How are ideas described through materiality of my work?
Become an expert on conceptualism and minimalism – looking at examples of these artists – what do they do – how do they portray their ideas
Found objects – stay forever – fossils – impressions – embossing process –
Work is about a series of actions
Actions – action of archiving or appropriation – different actions –
Range of processes which I engaged with. Archiving more important than appropriation – collecting of materials – how are you archiving that collection? - I can archive the collection through creating a physical display of the objects - or possibly making new work inspired by the forms, colours, textures within the archived objects
Arranging process. Do more with the objects - I need to further play with modes of display to create more of a dialogue between works
What is the collection – how do you archive it
Museological approaches into how objects are documented or preserved – online repository – textual descriptions of condition of objects
Arranging of components – using components to create something else
Classic display tropes – using mini plinths – elevating ordinariness of objects
More ways I can explore
Status of collection and archiving process are key
Display – what that means – what that does e.g., Richard deacon – idea of collection and arrangement and display
What is distinct about these actions.
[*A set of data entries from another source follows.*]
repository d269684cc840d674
//! SIP over XMPP (`SoX`).
//!
//! An XML stream in which `<sox>` elements carry raw SIP messages. Markup is
//! highlighted much like XML; the content of a `<sox>` element, up to its
//! closing tag, is handed to the [`SipLexer`].

use std::sync::{Arc, LazyLock};

use sox_lexer_core::{
    Emitter, Lexer, LexerInfo, LexerRegistry, Rule, RuleFlags, RuleMatch, RuleSet, TokenKind,
    Tokens, ROOT,
};

use crate::SipLexer;

static INFO: LexerInfo = LexerInfo {
    name: "SoX",
    aliases: &["sox"],
    filenames: &["*.sox"],
    mimetypes: &[],
};

static RULES: LazyLock<RuleSet<SipLexer>> = LazyLock::new(|| {
    RuleSet::builder(INFO.name)
        .flags(RuleFlags::MULTI_LINE | RuleFlags::DOT_ALL)
        .state(
            ROOT,
            vec![
                Rule::token("[^<&]+", TokenKind::Text),
                Rule::token(r"&\S*?;", TokenKind::NameEntity),
                Rule::token(r"<!\[CDATA\[.*?\]\]>", TokenKind::CommentPreproc),
                Rule::token("<!--", TokenKind::Comment).push("comment"),
                Rule::token(r"<\?.*?\?>", TokenKind::CommentPreproc),
                Rule::token("<![^>]*>", TokenKind::CommentPreproc),
                Rule::token(r"<\s*sox\b", TokenKind::NameTag).push("sox"),
                Rule::token(r"<\s*[\w:.-]+", TokenKind::NameTag).push("tag"),
                Rule::token(r"<\s*/\s*[\w:.-]+\s*>", TokenKind::NameTag),
                // Stray `<` or `&`.
                Rule::token(".", TokenKind::Text),
            ],
        )
        .state(
            "comment",
            vec![
                Rule::token("[^-]+", TokenKind::Comment),
                Rule::token("-->", TokenKind::Comment).pop(),
                Rule::token("-", TokenKind::Comment),
            ],
        )
        .state(
            "sox",
            vec![
                Rule::token(r"\s+", TokenKind::Text),
                Rule::token(r"[\w.:-]+\s*=", TokenKind::NameAttribute).push("attr"),
                Rule::callback(r"(\s*>)(\s*)(.*?)(<\s*/\s*sox\s*>|\z)", sox_body).pop(),
                Rule::token(r"/\s*>", TokenKind::NameTag).pop(),
                Rule::token(".", TokenKind::Text),
            ],
        )
        .state(
            "tag",
            vec![
                Rule::token(r"\s+", TokenKind::Text),
                Rule::token(r"[\w.:-]+\s*=", TokenKind::NameAttribute).push("attr"),
                Rule::token(r"/?\s*>", TokenKind::NameTag).pop(),
                // Attribute without a value.
                Rule::token(r"[^\s/>=]+", TokenKind::NameAttribute),
                Rule::token(".", TokenKind::Text),
            ],
        )
        .state(
            "attr",
            vec![
                Rule::token(r"\s+", TokenKind::Text),
                Rule::token(r#"".*?""#, TokenKind::String).pop(),
                Rule::token("'.*?'", TokenKind::String).pop(),
                Rule::token(r"[^\s>]+", TokenKind::String).pop(),
                // `name=` with no value before `>`.
                Rule::token("", TokenKind::String).pop(),
            ],
        )
        .build()
        .unwrap_or_else(|err| panic!("SoX rules: {err}"))
});

/// `>` of the `<sox>` start tag, the SIP message, and `</sox>`.
///
/// An unclosed element runs to the end of input.
fn sox_body<'t>(m: &RuleMatch<'t>, sip: &mut SipLexer, out: &mut Emitter<'t>) {
    out.group(m, 1, TokenKind::NameTag);
    out.group(m, 2, TokenKind::Whitespace);
    out.delegate_group(m, 3, &*sip);
    out.group(m, 4, TokenKind::NameTag);
}

/// Lexer for `SoX` documents.
#[derive(Clone, Debug, Default)]
pub struct SoxLexer {
    sip: SipLexer,
}

impl SoxLexer {
    /// A `SoX` lexer whose embedded SIP lexer looks up body lexers in
    /// `registry`.
    pub fn new(registry: Arc<dyn LexerRegistry>) -> Self {
        SoxLexer {
            sip: SipLexer::new(registry),
        }
    }
}

impl Lexer for SoxLexer {
    fn info(&self) -> &LexerInfo {
        &INFO
    }

    fn tokens_at<'t>(&self, text: &'t str, base: usize) -> Tokens<'t> {
        Box::new(RULES.tokenize(text, base, self.sip.clone()))
    }
}
//! Coverage checking.
//!
//! A finished tokenization must partition its input: token texts, in order,
//! concatenate to the input, and each token starts where the previous one
//! ended.

use crate::Token;

/// Where a token sequence stops partitioning its input.
#[derive(Clone, Copy, Debug, PartialEq, Eq)]
pub struct CoverageGap {
    /// Absolute offset at which the next token was expected.
    pub expected: usize,
    /// Offset of the offending token, or `None` if the tokens ended early.
    pub found: Option<usize>,
}

/// Check that `tokens` exactly partition `input`, which starts at `base`.
///
/// Returns the first gap, overlap, or text mismatch.
pub fn coverage_gap(input: &str, base: usize, tokens: &[Token<'_>]) -> Option<CoverageGap> {
    let mut expected = base;
    for token in tokens {
        let local = expected - base;
        let matches_input = token.offset == expected
            && !token.text.is_empty()
            && input
                .get(local..local + token.text.len())
                .is_some_and(|slice| slice == token.text);
        if !matches_input {
            return Some(CoverageGap {
                expected,
                found: Some(token.offset),
            });
        }
        expected = token.end();
    }

    (expected != base + input.len()).then_some(CoverageGap {
        expected,
        found: None,
    })
}

/// Concatenate token texts in order.
pub fn concat_text(tokens: &[Token<'_>]) -> String {
    tokens.iter().map(|token| token.text).collect()
}
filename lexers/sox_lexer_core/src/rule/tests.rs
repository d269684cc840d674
use super::*;

fn text_only(name: &'static str) -> RuleSetBuilder<()> {
    RuleSet::builder(name).state(ROOT, vec![Rule::token(r"(?s).", TokenKind::Text)])
}

// === Validation ===

#[test]
fn builds_minimal_table() {
    let rules = text_only("plain").build();
    assert!(rules.is_ok());
    let rules = rules.unwrap_or_else(|err| panic!("{err}"));
    assert_eq!(rules.name(), "plain");
    assert_eq!(rules.state_names().collect::<Vec<_>>(), vec!["root"]);
}

#[test]
fn missing_root_is_rejected() {
    let err = RuleSet::<()>::builder("rootless")
        .state("value", vec![Rule::token(".", TokenKind::Text)])
        .build()
        .err();
    assert!(matches!(
        err,
        Some(LexerDefError::MissingRoot { lexer: "rootless" })
    ));
}

#[test]
fn duplicate_state_is_rejected() {
    let err = text_only("dup")
        .state(ROOT, vec![Rule::token(".", TokenKind::Text)])
        .build()
        .err();
    assert!(matches!(
        err,
        Some(LexerDefError::DuplicateState { state: "root", .. })
    ));
}

#[test]
fn push_to_undeclared_state_is_rejected() {
    let err = RuleSet::<()>::builder("dangling")
        .state(ROOT, vec![Rule::token("<", TokenKind::NameTag).push("tag")])
        .build()
        .err();
    assert!(matches!(
        err,
        Some(LexerDefError::UnknownState {
            state: "root",
            target: "tag",
            ..
        })
    ));
}

#[test]
fn invalid_pattern_reports_state_and_index() {
    let err = RuleSet::<()>::builder("broken")
        .state(
            ROOT,
            vec![
                Rule::token("a", TokenKind::Text),
                Rule::token("(unclosed", TokenKind::Text),
            ],
        )
        .build()
        .err();
    match err {
        Some(LexerDefError::InvalidPattern { state, index, .. }) => {
            assert_eq!(state, "root");
            assert_eq!(index, 1);
        }
        other => panic!("expected InvalidPattern, got {other:?}"),
    }
}

#[test]
fn error_messages_name_the_lexer() {
    let err = RuleSet::<()>::builder("SDP")
        .state("value", vec![])
        .build()
        .err()
        .map(|err| err.to_string());
    assert_eq!(err.as_deref(), Some("SDP: no `root` state declared"));
}

// === Flags ===

#[test]
fn patterns_are_anchored_at_cursor() {
    let rules = RuleSet::<()>::builder("anchored")
        .state(ROOT, vec![Rule::token("b", TokenKind::Keyword)])
        .build()
        .unwrap_or_else(|err| panic!("{err}"));
    let rule = &rules.state(rules.root()).rules[0];
    assert!(rule.regex.is_match("b"));
    assert!(!rule.regex.is_match("ab"));
}

#[test]
fn dot_all_flag_lets_dot_match_newline() {
    let plain = RuleSet::<()>::builder("plain")
        .state(ROOT, vec![Rule::token(".", TokenKind::Text)])
        .build()
        .unwrap_or_else(|err| panic!("{err}"));
    let dot_all = RuleSet::<()>::builder("dot-all")
        .flags(RuleFlags::DOT_ALL)
        .state(ROOT, vec![Rule::token(".", TokenKind::Text)])
        .build()
        .unwrap_or_else(|err| panic!("{err}"));

    assert!(!plain.state(plain.root()).rules[0].regex.is_match("\n"));
    assert!(dot_all.state(dot_all.root()).rules[0].regex.is_match("\n"));
}

#[test]
fn transitions_resolve_to_state_ids() {
    let rules = RuleSet::<()>::builder("two-states")
        .state(ROOT, vec![Rule::token("<", TokenKind::NameTag).push("tag")])
        .state("tag", vec![Rule::token(">", TokenKind::NameTag).pop()])
        .build()
        .unwrap_or_else(|err| panic!("{err}"));

    let root = rules.state(rules.root());
    assert_eq!(root.rules[0].next, Step::Push(StateId(1)));
    assert_eq!(rules.state(StateId(1)).rules[0].next, Step::Pop);
}
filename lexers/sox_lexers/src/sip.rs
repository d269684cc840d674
//! Session Initiation Protocol (RFC 3261) messages.
//!
//! A message is a start line, header lines, a blank line, then an optional
//! body:
//!
//! ```text
//! root ──start line──▶ headers ──blank line──▶ content
//! ```
//!
//! Header values go to [`HeaderValueLexer`]. The body goes to whatever lexer
//! the [`LexerRegistry`] returns for the message's `Content-Type`, which is
//! remembered in the stream's [`SipContext`] while the headers are scanned.
//! Without a content type, or when the registry has no lexer for it, the body
//! is one `Text` token.

use std::fmt;
use std::sync::{Arc, LazyLock};

use sox_lexer_core::{
    Emitter, Lexer, LexerInfo, LexerRegistry, Rule, RuleFlags, RuleMatch, RuleSet, RuleStream,
    TokenKind, Tokens, ROOT,
};

use crate::{HeaderValueLexer, MimeRegistry};

static INFO: LexerInfo = LexerInfo {
    name: "SIP",
    aliases: &["sip"],
    filenames: &[],
    mimetypes: &[],
};

/// `INVITE sip:bob@biloxi.example.com SIP/2.0`
const REQUEST_LINE: &str = r"([A-Z]+)( +)([^ ]+)( +)(SIP)(/)([0-9]+\.[0-9]+)(\r?\n|$)";
const REQUEST_GROUPS: &[TokenKind] = &[
    TokenKind::NameFunction,
    TokenKind::Text,
    TokenKind::NameNamespace,
    TokenKind::Text,
    TokenKind::KeywordReserved,
    TokenKind::Operator,
    TokenKind::Number,
    TokenKind::Text,
];

/// `SIP/2.0 180 Ringing`
const STATUS_LINE: &str = r"(SIP)(/)([0-9]+\.[0-9]+)( +)([0-9]{3})( +)([^\r\n]+)(\r?\n|$)";
const STATUS_GROUPS: &[TokenKind] = &[
    TokenKind::KeywordReserved,
    TokenKind::Operator,
    TokenKind::Number,
    TokenKind::Text,
    TokenKind::Number,
    TokenKind::Text,
    TokenKind::NameException,
    TokenKind::Text,
];

static RULES: LazyLock<RuleSet<SipContext>> = LazyLock::new(|| {
    RuleSet::builder(INFO.name)
        .flags(RuleFlags::DOT_ALL)
        .state(
            ROOT,
            vec![
                Rule::groups(REQUEST_LINE, REQUEST_GROUPS).push("headers"),
                Rule::groups(STATUS_LINE, STATUS_GROUPS).push("headers"),
                // Not a SIP start line.
                Rule::token(r"[^\n]*\n?", TokenKind::Text),
            ],
        )
        .state(
            "headers",
            vec![
                Rule::callback(r"([^\s:]+)( *)(:)( *)([^\r\n]*)(\r?\n|$)", header_line),
                Rule::callback(r"([\t ]+)([^\r\n]+)(\r?\n|$)", continuation_line),
                Rule::token(r"\r?\n", TokenKind::Text).push("content"),
                Rule::token(r"[^\n]*\n?", TokenKind::Text),
            ],
        )
        .state("content", vec![Rule::callback(".+", body)])
        .build()
        .unwrap_or_else(|err| panic!("SIP rules: {err}"))
});

/// Per-stream state of the SIP lexer.
pub struct SipContext {
    content_type: Option<String>,
    registry: Arc<dyn LexerRegistry>,
}

impl SipContext {
    pub fn new(registry: Arc<dyn LexerRegistry>) -> Self {
        SipContext {
            content_type: None,
            registry,
        }
    }

    /// The body's MIME type, from the last `Content-Type` header seen so far.
    ///
    /// Parameters (`; charset=...`) are stripped.
    pub fn content_type(&self) -> Option<&str> {
        self.content_type.as_deref()
    }

    fn set_content_type(&mut self, value: &str) {
        let value = value.trim();
        let mimetype = value.split_once(';').map_or(value, |(head, _)| head.trim());
        self.content_type = (!mimetype.is_empty()).then(|| mimetype.to_owned());
    }
}

impl fmt::Debug for SipContext {
    fn fmt(&self, f: &mut fmt::Formatter<'_>) -> fmt::Result {
        f.debug_struct("SipContext")
            .field("content_type", &self.content_type)
            .finish_non_exhaustive()
    }
}

fn header_line<'t>(m: &RuleMatch<'t>, cx: &mut SipContext, out: &mut Emitter<'t>) {
    if m.group_text(1).eq_ignore_ascii_case("content-type") {
        cx.set_content_type(m.group_text(5));
    }
    out.group(m, 1, TokenKind::NameAttribute);
    out.group(m, 2, TokenKind::Text);
    out.group(m, 3, TokenKind::Operator);
    out.group(m, 4, TokenKind::Text);
    out.delegate_group(m, 5, &HeaderValueLexer);
    out.group(m, 6, TokenKind::Text);
}

/// A folded header line. Never updates the content type.
fn continuation_line<'t>(m: &RuleMatch<'t>, _cx: &mut SipContext, out: &mut Emitter<'t>) {
    out.group(m, 1, TokenKind::Text);
    out.delegate_group(m, 2, &HeaderValueLexer);
    out.group(m, 3, TokenKind::Text);
}

fn body<'t>(m: &RuleMatch<'t>, cx: &mut SipContext, out: &mut Emitter<'t>) {
    let lexer = cx
        .content_type
        .as_deref()
        .and_then(|mimetype| cx.registry.resolve(mimetype));
    if let Some(lexer) = lexer {
        out.delegate(lexer.as_ref(), m.offset(), m.text());
    } else {
        tracing::debug!(content_type = ?cx.content_type, "SIP body left as plain text");
        out.token(m.offset(), TokenKind::Text, m.text());
    }
}

/// Lexer for SIP requests and responses.
#[derive(Clone)]
pub struct SipLexer {
    registry: Arc<dyn LexerRegistry>,
}

impl SipLexer {
    /// A SIP lexer that looks up body lexers in `registry`.
    pub fn new(registry: Arc<dyn LexerRegistry>) -> Self {
        SipLexer { registry }
    }

    /// Like [`Lexer::tokens_at`], but returns the concrete stream so the
    /// [`SipContext`] can be inspected after (or while) scanning.
    pub fn scan<'t>(&self, text: &'t str, base: usize) -> RuleStream<'t, SipContext> {
        RULES.tokenize(text, base, SipContext::new(Arc::clone(&self.registry)))
    }
}

impl Default for SipLexer {
    /// Body lexers from [`MimeRegistry::standard`].
    fn default() -> Self {
        SipLexer::new(MimeRegistry::shared())
    }
}

impl fmt::Debug for SipLexer {
    fn fmt(&self, f: &mut fmt::Formatter<'_>) -> fmt::Result {
        f.debug_struct("SipLexer").finish_non_exhaustive()
    }
}

impl Lexer for SipLexer {
    fn info(&self) -> &LexerInfo {
        &INFO
    }

    fn tokens_at<'t>(&self, text: &'t str, base: usize) -> Tokens<'t> {
        Box::new(self.scan(text, base))
    }
}
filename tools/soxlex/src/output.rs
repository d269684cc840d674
//! Token stream printers.

use std::collections::BTreeMap;
use std::io::{self, Write};
use std::sync::Arc;

use sox_lexer_core::{Lexer, Token, TokenKind};

use crate::OutputFormat;

/// Write `tokens` to `out` in `format`.
pub fn write_tokens(
    out: &mut impl Write,
    format: OutputFormat,
    tokens: &[Token<'_>],
) -> io::Result<()> {
    match format {
        OutputFormat::Raw => {
            for token in tokens {
                writeln!(out, "Token.{}\t{:?}", token.kind, token.text)?;
            }
        }
        OutputFormat::Table => {
            for token in tokens {
                writeln!(out, "{:>8}  {:<18} {:?}", token.offset, token.kind.name(), token.text)?;
            }
        }
        OutputFormat::Text => {
            for token in tokens {
                out.write_all(token.text.as_bytes())?;
            }
        }
    }
    Ok(())
}

/// Write the number of tokens of each kind, then the total.
pub fn write_stats(out: &mut impl Write, tokens: &[Token<'_>]) -> io::Result<()> {
    let mut counts: BTreeMap<TokenKind, usize> = BTreeMap::new();
    for token in tokens {
        *counts.entry(token.kind).or_default() += 1;
    }

    writeln!(out)?;
    for (kind, count) in &counts {
        writeln!(out, "{count:>8}  {kind}")?;
    }
    writeln!(out, "{:>8}  total", tokens.len())
}

/// Write one line per lexer: aliases, name, file patterns and MIME types.
pub fn write_lexer_list(out: &mut impl Write, lexers: &[Arc<dyn Lexer>]) -> io::Result<()> {
    for lexer in lexers {
        let info = lexer.info();
        write!(out, "{:<6} {}", info.aliases.join(", "), info.name)?;
        if !info.filenames.is_empty() {
            write!(out, " (filenames {})", info.filenames.join(", "))?;
        }
        if !info.mimetypes.is_empty() {
            write!(out, " (mimetypes {})", info.mimetypes.join(", "))?;
        }
        writeln!(out)?;
    }
    Ok(())
}
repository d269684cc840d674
//! Named lexers for host tools.
//!
//! The three document lexers (`sdp`, `sip`, `sox`) can be found by alias, by
//! file name or by MIME type. The header value lexer is internal to SIP and
//! not listed.

use std::sync::Arc;

use sox_lexer_core::Lexer;

use crate::{SdpLexer, SipLexer, SoxLexer};

/// Every named lexer, with default settings.
pub fn all_lexers() -> Vec<Arc<dyn Lexer>> {
    vec![
        Arc::new(SdpLexer),
        Arc::new(SipLexer::default()),
        Arc::new(SoxLexer::default()),
    ]
}

/// Find a lexer by alias (`sdp`, `sip`, `sox`), ignoring case.
pub fn find_lexer_by_name(alias: &str) -> Option<Arc<dyn Lexer>> {
    all_lexers()
        .into_iter()
        .find(|lexer| lexer.info().has_alias(alias))
}

/// Find a lexer whose filename patterns match `file_name`.
///
/// `file_name` may be a path; only its last component is matched.
pub fn find_lexer_for_filename(file_name: &str) -> Option<Arc<dyn Lexer>> {
    let base = file_name.rsplit(['/', '\\']).next().unwrap_or(file_name);
    all_lexers()
        .into_iter()
        .find(|lexer| lexer.info().matches_filename(base))
}

/// Find a lexer that declares `mimetype`, ignoring case.
pub fn find_lexer_for_mimetype(mimetype: &str) -> Option<Arc<dyn Lexer>> {
    all_lexers()
        .into_iter()
        .find(|lexer| lexer.info().has_mimetype(mimetype))
}
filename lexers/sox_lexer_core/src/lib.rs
//! State-stack regex rule engine.
//!
//! This crate is the substrate the SDP, SIP and `SoX` lexers are built on. It
//! has no knowledge of any protocol.
//!
//! # Architecture
//!
//! ```text
//! RuleSet::builder() → RuleSet<C> (static) → RuleStream<'t, C> → Token<'t>
//!                                                 │
//!                                                 └─ Emitter::delegate → dyn Lexer → Tokens<'t>
//! ```
//!
//! - [`RuleSet`]: named states of ordered `(regex, action, transition)` rules.
//! - [`RuleStream`]: lazy iterator with a state stack and a per-stream
//!   context `C`, written by rule callbacks and readable afterwards.
//! - [`Lexer`]: object-safe wrapper so lexers can be chosen at run time and
//!   nested inside each other.
//! - [`LexerRegistry`]: MIME type → lexer lookup, injected by the caller.
//!
//! Tokenizing never fails. Every token sequence partitions its input; see
//! [`coverage_gap`].

mod coverage;
mod error;
mod lexer;
mod rule;
mod stream;
mod token;

pub use coverage::{concat_text, coverage_gap, CoverageGap};
pub use error::LexerDefError;
pub use lexer::{Lexer, LexerInfo, LexerRegistry, NoLexers, Tokens};
pub use rule::{Action, Callback, Rule, RuleFlags, RuleSet, RuleSetBuilder, Transition, ROOT};
pub use stream::{Emitter, RuleMatch, RuleStream};
pub use token::{Token, TokenKind};
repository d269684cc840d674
//! CLI errors.

use std::io;
use std::path::PathBuf;

use thiserror::Error;

#[derive(Debug, Error)]
pub enum CliError {
    #[error("{0}")]
    Usage(String),

    #[error("unknown lexer `{0}` (try --list)")]
    UnknownLexer(String),

    #[error("no lexer matches `{}`; choose one with --lexer", .0.display())]
    NoLexerForFile(PathBuf),

    #[error("cannot read `{}`: {source}", path.display())]
    Io {
        path: PathBuf,
        #[source]
        source: io::Error,
    },

    #[error("cannot write output: {0}")]
    Output(#[source] io::Error),

    /// `found` is the offset of the offending token, `None` if the tokens
    /// stop short of the end of input.
    #[error("tokens do not cover the input at byte {expected}")]
    Coverage { expected: usize, found: Option<usize> },
}

impl CliError {
    /// Process exit status for this error.
    pub fn exit_code(&self) -> i32 {
        match self {
            CliError::Usage(_) => 2,
            _ => 1,
        }
    }
}
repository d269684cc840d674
//! MIME header values.
//!
//! Used by the SIP lexer for the value part of every header line and folded
//! continuation line. Stateless: entity references and address-like words
//! are picked out, everything else is literal text.

use std::sync::LazyLock;

use sox_lexer_core::{Lexer, LexerInfo, Rule, RuleFlags, RuleSet, TokenKind, Tokens, ROOT};

static INFO: LexerInfo = LexerInfo {
    name: "MIME Header Value",
    aliases: &[],
    filenames: &[],
    mimetypes: &[],
};

static RULES: LazyLock<RuleSet<()>> = LazyLock::new(|| {
    RuleSet::builder(INFO.name)
        .flags(RuleFlags::DOT_ALL)
        .state(
            ROOT,
            vec![
                Rule::token(r"&\S*?;", TokenKind::NameEntity),
                // `[sip:]user@host`
                Rule::token(
                    r"(?:sip:)?[A-Za-z0-9_.-]+@[A-Za-z0-9_.-]+",
                    TokenKind::NameNamespace,
                ),
                Rule::token(".", TokenKind::Literal),
            ],
        )
        .build()
        .unwrap_or_else(|err| panic!("header value rules: {err}"))
});

/// Tokenizes a single header value.
#[derive(Clone, Copy, Debug, Default)]
pub struct HeaderValueLexer;

impl Lexer for HeaderValueLexer {
    fn info(&self) -> &LexerInfo {
        &INFO
    }

    fn tokens_at<'t>(&self, text: &'t str, base: usize) -> Tokens<'t> {
        Box::new(RULES.tokenize(text, base, ()))
    }
}
//! MIME type → lexer lookup for SIP message bodies.

use std::fmt;
use std::sync::{Arc, LazyLock};

use rustc_hash::FxHashMap;
use sox_lexer_core::{Lexer, LexerRegistry};

use crate::SdpLexer;

static STANDARD: LazyLock<Arc<MimeRegistry>> = LazyLock::new(|| Arc::new(MimeRegistry::standard()));

/// A [`LexerRegistry`] backed by a map from MIME type to lexer.
///
/// MIME types are compared case-insensitively.
#[derive(Clone, Default)]
pub struct MimeRegistry {
    by_mimetype: FxHashMap<String, Arc<dyn Lexer>>,
}

impl MimeRegistry {
    /// An empty registry.
    pub fn new() -> Self {
        MimeRegistry::default()
    }

    /// The body lexers shipped with this crate (`application/sdp`).
    pub fn standard() -> Self {
        let mut registry = MimeRegistry::new();
        registry.register(Arc::new(SdpLexer));
        registry
    }

    /// Shared instance of [`MimeRegistry::standard`].
    pub(crate) fn shared() -> Arc<dyn LexerRegistry> {
        Arc::clone(&*STANDARD) as Arc<dyn LexerRegistry>
    }

    /// Register `lexer` under every MIME type its metadata declares.
    ///
    /// A later registration for the same type replaces the earlier one.
    pub fn register(&mut self, lexer: Arc<dyn Lexer>) {
        let mimetypes = lexer.info().mimetypes;
        if let Some((last, rest)) = mimetypes.split_last() {
            for mimetype in rest {
                self.insert(mimetype, Arc::clone(&lexer));
            }
            self.insert(last, lexer);
        }
    }

    /// Register `lexer` under `mimetype`, regardless of its metadata.
    pub fn insert(&mut self, mimetype: &str, lexer: Arc<dyn Lexer>) {
        self.by_mimetype.insert(mimetype.to_ascii_lowercase(), lexer);
    }

    /// Registered MIME types, lowercased, in no particular order.
    pub fn mimetypes(&self) -> impl Iterator<Item = &str> {
        self.by_mimetype.keys().map(String::as_str)
    }
}

impl LexerRegistry for MimeRegistry {
    fn resolve(&self, mimetype: &str) -> Option<Arc<dyn Lexer>> {
        let lexer = self.by_mimetype.get(&mimetype.to_ascii_lowercase()).cloned();
        if lexer.is_none() {
            tracing::debug!(mimetype, "no lexer registered for content type");
        }
        lexer
    }
}

impl fmt::Debug for MimeRegistry {
    fn fmt(&self, f: &mut fmt::Formatter<'_>) -> fmt::Result {
        let mut entries: Vec<_> = self
            .by_mimetype
            .iter()
            .map(|(mimetype, lexer)| (mimetype.as_str(), lexer.info().name))
            .collect();
        entries.sort_unstable();
        f.debug_map().entries(entries).finish()
    }
}
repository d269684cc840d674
//! Session Description Protocol (RFC 4566).
//!
//! SDP is line oriented: every line is `<type>=<value>`. The type letter and
//! `=` are classified; the value is opaque apart from embedded addresses,
//! which show up in `o=`, `u=` and `e=` lines.

use std::sync::LazyLock;

use sox_lexer_core::{Lexer, LexerInfo, Rule, RuleFlags, RuleSet, TokenKind, Tokens, ROOT};

static INFO: LexerInfo = LexerInfo {
    name: "SDP",
    aliases: &["sdp"],
    filenames: &["*.sdp"],
    mimetypes: &["application/sdp"],
};

static RULES: LazyLock<RuleSet<()>> = LazyLock::new(|| {
    RuleSet::builder(INFO.name)
        .flags(RuleFlags::MULTI_LINE)
        .state(
            ROOT,
            vec![
                // Blank line, or trailing blanks without a final newline.
                Rule::token(r"[^\S\n]*\n|[^\S\n]+\z", TokenKind::Whitespace),
                Rule::groups(r"([^\r\n])(=)", &[TokenKind::NameClass, TokenKind::Operator])
                    .push("value"),
                // Not a `<type>=` line.
                Rule::token(r"[^\n]*\n?", TokenKind::Text),
            ],
        )
        .state(
            "value",
            vec![
                Rule::token(r"\r?\n", TokenKind::Whitespace).pop(),
                Rule::token(r"sip:[A-Za-z0-9_.-]+@[A-Za-z0-9_.-]+", TokenKind::String),
                Rule::token(r"[A-Za-z0-9_.-]+@[A-Za-z0-9_.-]+", TokenKind::String),
                Rule::token(".", TokenKind::Literal),
            ],
        )
        .build()
        .unwrap_or_else(|err| panic!("SDP rules: {err}"))
});

/// Lexer for SDP session descriptions.
#[derive(Clone, Copy, Debug, Default)]
pub struct SdpLexer;

impl Lexer for SdpLexer {
    fn info(&self) -> &LexerInfo {
        &INFO
    }

    fn tokens_at<'t>(&self, text: &'t str, base: usize) -> Tokens<'t> {
        Box::new(RULES.tokenize(text, base, ()))
    }
}
pub mod in_memory;

use crate::core::errors::EsgrowError;
use crate::core::models::audit::AppLog;
use async_trait::async_trait;
use uuid::Uuid;

#[async_trait]
pub trait LoggingService: Send + Sync {
    async fn log_action(
        &self,
        action: &str,
        details: serde_json::Value,
        user_id: Option<Uuid>,
    ) -> Result<(), EsgrowError>;
    async fn get_logs(&self) -> Result<Vec<AppLog>, EsgrowError>;
}
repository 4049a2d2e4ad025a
use dotenv::dotenv;
use once_cell::sync::Lazy;
use std::env;

pub struct Config {
    pub port: u16,
    pub log_level: String,
    pub jwt_secret: String,
}

impl core::fmt::Debug for Config {
    fn fmt(&self, f: &mut core::fmt::Formatter<'_>) -> core::fmt::Result {
        f.debug_struct("Config")
            .field("port", &self.port)
            .field("log_level", &self.log_level)
            .field("jwt_secret", &"<redacted>")
            .finish()
    }
}

impl Config {
    fn from_env() -> Self {
        dotenv().ok();

        Self {
            port: env::var("PORT").ok().and_then(|v| v.parse().ok()).unwrap_or(3000),
            log_level: env::var("LOG_LEVEL").unwrap_or_else(|_| "info".to_string()),
            jwt_secret: env::var("JWT_SECRET").unwrap_or_else(|_| "secret".to_string()), // Use a secure secret in production
        }
    }
}

pub static CONFIG: Lazy<Config> = Lazy::new(Config::from_env);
Background of form and aesthetics – inherently within the objects
Sense of manipulation – taking the ordinary and the discarded – taking the mundane and elevating it to status of artwork – through very formal processes
Language of aesthetics – form – proportion – colours – arrangement
Conceptual artist – use textual – how you would describe the thing through the titling – art and language
After reviewing my body of work so far I am beginning to understand that my work is less about the concept of archiving and more about the materiality of objects and the agency in which they inherently have - I am more interested in the actions I can perform or enact onto these objects
The process of archiving seems more of a research method within my work - my process of collecting objects serves a purpose of inspiration - being informed by these objects to create my own work - moving forwards I need to explore ways of exploring the materiality of these objects and seeing how I can take the inspiration of the forms and structures within the objects to create new work.